A paper in the Plos One diary of their findings, called Restrained males and seductive females in the sexually cannibalistic colonial spiderdescribed a typical sexual encounter between two spiders.

The female approaches the little male until she is about an inch away. The male then rushes in and “inserts his pedipalp (the male organ) into the female’s genital opening”.

“The female bites the male’s abdomen while the pedipalp is still attached. The female pulls the male to her mouthparts and the pedipalp comes off. Copulation usually only lasts a few seconds,” it added.

The results of the study confirmed the theory that men were the pickier of the two.

Researcher Eric Yip, of Ben-Gurion University of the Negev, Israel, said: “We found that males prefer to court and mate with younger, fatter, and therefore potentially more fertile females.”

In contrast, the females showed “no mate choice related to male diet or age,” the paper said.

Of the 80 pairs of spiders courting, 32 had sex within 30 minutes and 21 of the males were killed and eaten.
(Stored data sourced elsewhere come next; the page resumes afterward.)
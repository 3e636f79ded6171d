use axum::http::StatusCode;
use axum::response::{IntoResponse, Response};
use serde_json::json;
use swipedeck_core::error::CoreError;

/// Application-level error type for HTTP handlers.
///
/// Wraps [`CoreError`] for domain errors and adds HTTP-specific variants.
/// Implements [`IntoResponse`] to produce consistent JSON error responses.
#[derive(Debug, thiserror::Error)]
pub enum AppError {
    /// A domain-level error from `swipedeck_core`.
    #[error(transparent)]
    Core(#[from] CoreError),

    /// A database error from sqlx.
    #[error("Database error: {0}")]
    Database(#[from] sqlx::Error),

    /// A bad request with a human-readable message.
    #[error("Bad request: {0}")]
    BadRequest(String),

    /// An internal error with a human-readable message.
    #[error("Internal error: {0}")]
    InternalError(String),
}

/// Convenience type alias for handler return values.
pub type AppResult<T> = Result<T, AppError>;

impl IntoResponse for AppError {
    fn into_response(self) -> Response {
        let (status, code, message) = match &self {
            // --- CoreError variants ---
            AppError::Core(core) => match core {
                CoreError::NotFound { entity, id } => (
                    StatusCode::NOT_FOUND,
                    "NOT_FOUND",
                    format!("{entity} with id {id} not found"),
                ),
                CoreError::Validation(msg) => {
                    (StatusCode::BAD_REQUEST, "VALIDATION_ERROR", msg.clone())
                }
                CoreError::Unauthorized(msg) => {
                    (StatusCode::UNAUTHORIZED, "UNAUTHORIZED", msg.clone())
                }
                CoreError::Internal(msg) => {
                    tracing::error!(error = %msg, "Internal core error");
                    internal()
                }
            },

            // --- Database errors ---
            AppError::Database(err) => classify_sqlx_error(err),

            // --- HTTP-specific errors ---
            AppError::BadRequest(msg) => (StatusCode::BAD_REQUEST, "BAD_REQUEST", msg.clone()),
            AppError::InternalError(msg) => {
                tracing::error!(error = %msg, "Internal error");
                internal()
            }
        };

        let body = json!({
            "error": message,
            "code": code,
        });

        (status, axum::Json(body)).into_response()
    }
}

fn internal() -> (StatusCode, &'static str, String) {
    (
        StatusCode::INTERNAL_SERVER_ERROR,
        "INTERNAL_ERROR",
        "An internal error occurred".to_string(),
    )
}

/// Classify a sqlx error into an HTTP status, error code, and message.
///
/// - `RowNotFound` maps to 404.
/// - Everything else maps to 500 with a sanitized message.
fn classify_sqlx_error(err: &sqlx::Error) -> (StatusCode, &'static str, String) {
    match err {
        sqlx::Error::RowNotFound => (
            StatusCode::NOT_FOUND,
            "NOT_FOUND",
            "Resource not found".to_string(),
        ),
        other => {
            tracing::error!(error = %other, "Database error");
            internal()
        }
    }
}
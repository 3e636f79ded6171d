//! Repository for the `creators` table.

use sqlx::PgPool;
use swipedeck_core::platform::Platform;

use crate::models::creator::Creator;

/// Column list shared across queries to avoid repetition.
const COLUMNS: &str = "creator_id, name, bio, profile_picture, \
                       x_handle, linkedin_handle, substack_handle, updated_at";

/// Escape `%`, `_` and `\` so user input is matched literally by `ILIKE`.
fn escape_like(raw: &str) -> String {
    let mut out = String::with_capacity(raw.len());
    for c in raw.chars() {
        if matches!(c, '%' | '_' | '\\') {
            out.push('\\');
        }
        out.push(c);
    }
    out
}

/// Read access to the creator directory.
pub struct CreatorRepo;

impl CreatorRepo {
    /// All creators ordered by display name.
    pub async fn list(pool: &PgPool) -> Result<Vec<Creator>, sqlx::Error> {
        let query = format!("SELECT {COLUMNS} FROM creators ORDER BY name");
        sqlx::query_as::<_, Creator>(&query).fetch_all(pool).await
    }

    pub async fn find_by_id(
        pool: &PgPool,
        creator_id: &str,
    ) -> Result<Option<Creator>, sqlx::Error> {
        let query = format!("SELECT {COLUMNS} FROM creators WHERE creator_id = $1");
        sqlx::query_as::<_, Creator>(&query)
            .bind(creator_id)
            .fetch_optional(pool)
            .await
    }

    /// Find a creator that has a non-blank handle on `platform`.
    ///
    /// Page slugs carry the lower-cased id, so the id is compared
    /// case-insensitively.
    pub async fn find_with_handle(
        pool: &PgPool,
        creator_id: &str,
        platform: Platform,
    ) -> Result<Option<Creator>, sqlx::Error> {
        // The column name comes from a closed enum, never from input.
        let column = platform.handle_column();
        let query = format!(
            "SELECT {COLUMNS} FROM creators \
             WHERE LOWER(creator_id) = LOWER($1) AND COALESCE(TRIM({column}), '') <> '' \
             ORDER BY creator_id \
             LIMIT 1"
        );
        sqlx::query_as::<_, Creator>(&query)
            .bind(creator_id)
            .fetch_optional(pool)
            .await
    }

    /// Case-insensitive substring search over name and all three handles.
    pub async fn search(
        pool: &PgPool,
        term: &str,
        limit: i64,
    ) -> Result<Vec<Creator>, sqlx::Error> {
        let query = format!(
            "SELECT {COLUMNS} FROM creators \
             WHERE name ILIKE $1 \
                OR x_handle ILIKE $1 \
                OR linkedin_handle ILIKE $1 \
                OR substack_handle ILIKE $1 \
             ORDER BY name \
             LIMIT $2"
        );
        sqlx::query_as::<_, Creator>(&query)
            .bind(format!("%{}%", escape_like(term)))
            .bind(limit)
            .fetch_all(pool)
            .await
    }

    /// Creators with at least one non-blank handle, for the sitemap.
    pub async fn list_for_sitemap(pool: &PgPool) -> Result<Vec<Creator>, sqlx::Error> {
        let query = format!(
            "SELECT {COLUMNS} FROM creators \
             WHERE COALESCE(TRIM(x_handle), '') <> '' \
                OR COALESCE(TRIM(linkedin_handle), '') <> '' \
                OR COALESCE(TRIM(substack_handle), '') <> '' \
             ORDER BY creator_id"
        );
        sqlx::query_as::<_, Creator>(&query).fetch_all(pool).await
    }
}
Seventeen men had sex once, four managed to do it twice. The 11 male survivors had sex only once. The females were less likely to eat poorly fed males.

The paper said that “post-copulatory cannibalism … forces monogamy in most men”.

It added that the males inadvertently increase their chances of being eaten by breeding with larger females.

“These findings suggest a co-evolutionary cycle: cannibalism by women led to mate choice by men, who in turn may select for more aggressive women who court,” it added.